I may tentatively have solved this, inasmuch as for the past two days I was able to boot into Linux Mint 17.3 without the black screen and associated freeze.

To get there I upgraded my kernel to linux 4.4.0-14. I also updated my Nvidia driver to version 364.12, but the driver upgrade did not initially help. It was the kernel upgrade that seemed to at least temporarily stop the crashes.

mcbro 8 years ago

Months later this is still a problem for me. I've been sidestepping the issue somewhat by shutting down in hibernation mode and then rebooting. Unfortunately recently this is only working about 50 % of the time.

I have an Nvidia 770 GTX card. Driver changes haven't really addressed this. Once I'm in Mint runs flawlessly. Something is messed up during the boot sequence.

GOGuy 8 years ago

Mint 17.3 Cinnamon 64-bit produced exactly the same problem on an HP tower with an AMD E2-3200 dual-core processor, (what AMD calls an APU). This family of processors have an integrated Radeon graphics processor (HD 6370D in mine) that xserver-xorg-video-ati (the default driver) recognises but can't handle (ERROR - no UMS support in Radeon module). This PC has Windows 7 factory-installed on it, graphics work perfectly.

To get a display on which I could at least see what I was doing (more or less, at 640 x 480!), I used nomodeset as described above. I was then able to install Mint 17.3 as a dual boot (not straight forward - and completely daunting for any newbie).

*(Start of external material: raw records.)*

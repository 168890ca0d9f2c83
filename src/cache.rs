//! Cache-aside storage for list pages and aggregate stats
//!
//! List pages are cached under a key derived from the filter tuple and
//! recorded in an index set, so that [`CacheLayer::invalidate_all`] can find
//! every one of them without scanning the keyspace.
//!
//! Reads never fail: a backend error or an undecodable entry is treated as
//! a miss and the caller goes to the store.

use std::sync::Arc;
use std::time::Duration;

use metrics::counter;
use serde::{de::DeserializeOwned, Deserialize, Serialize};

use crate::backend::{BackendError, QueueBackend};
use crate::models::{ErrorRecord, ListQuery, StatsResponse};

pub const LIST_KEY_PREFIX: &str = "error_cache:list_";
pub const STATS_KEY: &str = "stats_cache";
pub const KEY_SET: &str = "cache_keys_set";

pub const DEFAULT_LIST_TTL: Duration = Duration::from_secs(120);
pub const DEFAULT_STATS_TTL: Duration = Duration::from_secs(300);

/// A cached list page together with the total it was served with
#[derive(Debug, Clone, PartialEq, Serialize, Deserialize)]
pub struct CachedPage {
    pub errors: Vec<ErrorRecord>,
    pub total: i64,
}

/// Cache key for one filter tuple
pub fn list_key(query: &ListQuery) -> String {
    format!(
        "{}{}_{}_{}_{}",
        LIST_KEY_PREFIX,
        query.limit,
        query.offset,
        query.level.as_deref().unwrap_or(""),
        query.source.as_deref().unwrap_or("")
    )
}

#[derive(Clone)]
pub struct CacheLayer {
    backend: Arc<dyn QueueBackend>,
    list_ttl: Duration,
    stats_ttl: Duration,
}

impl CacheLayer {
    pub fn new(backend: Arc<dyn QueueBackend>) -> Self {
        Self::with_ttls(backend, DEFAULT_LIST_TTL, DEFAULT_STATS_TTL)
    }

    pub fn with_ttls(backend: Arc<dyn QueueBackend>, list_ttl: Duration, stats_ttl: Duration) -> Self {
        Self {
            backend,
            list_ttl,
            stats_ttl,
        }
    }

    pub async fn get_list(&self, query: &ListQuery) -> Option<CachedPage> {
        self.read("list", &list_key(query)).await
    }

    pub async fn put_list(&self, query: &ListQuery, page: &CachedPage) -> Result<(), BackendError> {
        self.write("list", &list_key(query), page, self.list_ttl, Some(KEY_SET))
            .await
    }

    pub async fn get_stats(&self) -> Option<StatsResponse> {
        self.read("stats", STATS_KEY).await
    }

    pub async fn put_stats(&self, stats: &StatsResponse) -> Result<(), BackendError> {
        self.write("stats", STATS_KEY, stats, self.stats_ttl, None).await
    }

    /// Drop every cached list page and the stats entry
    ///
    /// Safe to call repeatedly and concurrently; deleting an absent key is
    /// a no-op. Backend failures are logged and absorbed.
    pub async fn invalidate_all(&self) {
        if let Err(e) = self.try_invalidate_all().await {
            counter!("cache_invalidations_total", "outcome" => "error").increment(1);
            tracing::warn!(error = %e, "Cache invalidation failed");
        } else {
            counter!("cache_invalidations_total", "outcome" => "ok").increment(1);
        }
    }

    async fn try_invalidate_all(&self) -> Result<(), BackendError> {
        let keys = self.backend.set_members(KEY_SET).await?;
        if !keys.is_empty() {
            let deleted = self.backend.delete_indexed(&keys, KEY_SET).await?;
            tracing::debug!(keys = keys.len(), deleted, "Invalidated list cache");
        }
        self.backend.delete(&[STATS_KEY.to_string()]).await?;
        Ok(())
    }

    async fn read<T: DeserializeOwned>(&self, cache: &'static str, key: &str) -> Option<T> {
        let bytes = match self.backend.get(key).await {
            Ok(Some(bytes)) => bytes,
            Ok(None) => {
                counter!("cache_lookups_total", "cache" => cache, "outcome" => "miss").increment(1);
                tracing::debug!(key, "Cache miss");
                return None;
            }
            Err(e) => {
                counter!("cache_lookups_total", "cache" => cache, "outcome" => "error").increment(1);
                tracing::warn!(key, error = %e, "Cache read failed, falling back to store");
                return None;
            }
        };

        match serde_json::from_slice(&bytes) {
            Ok(value) => {
                counter!("cache_lookups_total", "cache" => cache, "outcome" => "hit").increment(1);
                tracing::debug!(key, "Cache hit");
                Some(value)
            }
            Err(e) => {
                counter!("cache_lookups_total", "cache" => cache, "outcome" => "error").increment(1);
                tracing::warn!(key, error = %e, "Undecodable cache entry, treating as miss");
                None
            }
        }
    }

    async fn write<T: Serialize>(
        &self,
        cache: &'static str,
        key: &str,
        value: &T,
        ttl: Duration,
        index: Option<&str>,
    ) -> Result<(), BackendError> {
        let bytes =
            serde_json::to_vec(value).map_err(|e| BackendError::Serialization(e.to_string()))?;
        self.backend.set_indexed(key, &bytes, ttl, index).await?;
        counter!("cache_writes_total", "cache" => cache).increment(1);
        tracing::debug!(key, ttl_secs = ttl.as_secs(), "Cache populated");
        Ok(())
    }
}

To fix the graphics problem permanently, I ran Update Manager (twice) to make sure the new installation had all the latest patches. Then used Driver Manager to change the graphics driver to fglrx-updates. Reboot and the graphics are now fine on this basic 1024 x 768 monitor.

Ubuntu 10.04 was problem-free on this (spare) PC. About three years ago I tried to upgrade it to Mint 17.1. This and any Ubuntu-based release after 10 produce exactly the same problem.

Mint was supposed to be a Linux distro for people who just wanted an alternative to throwing away perfectly good hardware. Many thousands of PCs with these AMD processors will have been produced, but they are in effect unusable with Mint.

mcbro 8 years ago

@TheJJ  The alt arrowleft and alt arrowright scheme did not work for me. I'm not sure why.

Also the nomodeset solution doesn't work for me either. I am at a mode wherein if I use the 2nd grub menu entry item for recovery and then choose to resume the boot it does seem to boot correctly.

BlueLine92 8 years ago

I ran into this running Linux Mint 17.2 XFCE on my HP Mini 110. I upgraded and it refused to boot correctly, so I ended up adding the NOMODESET to the GRUB boot config file and this seems to have corrected it.

It may not be the most elegant solution, but it works. What bothers me is the older version I had on it worked fine right out of the gate.

mcbro 8 years ago

So far this is not working for Linux Mint 17.2. I have an Nvidia Gtx 770 card and a samsung monitor.

I can eventually get in via a recovery mode root access and then running lightdm or startx or it's equivalent.

In the past upgrading the drivers to the latest proprietary offerings via an ubuntu repository for nvidia worked well to fix this. However after having done this recently to the nvidia-352 drivers, after some time it started happening again.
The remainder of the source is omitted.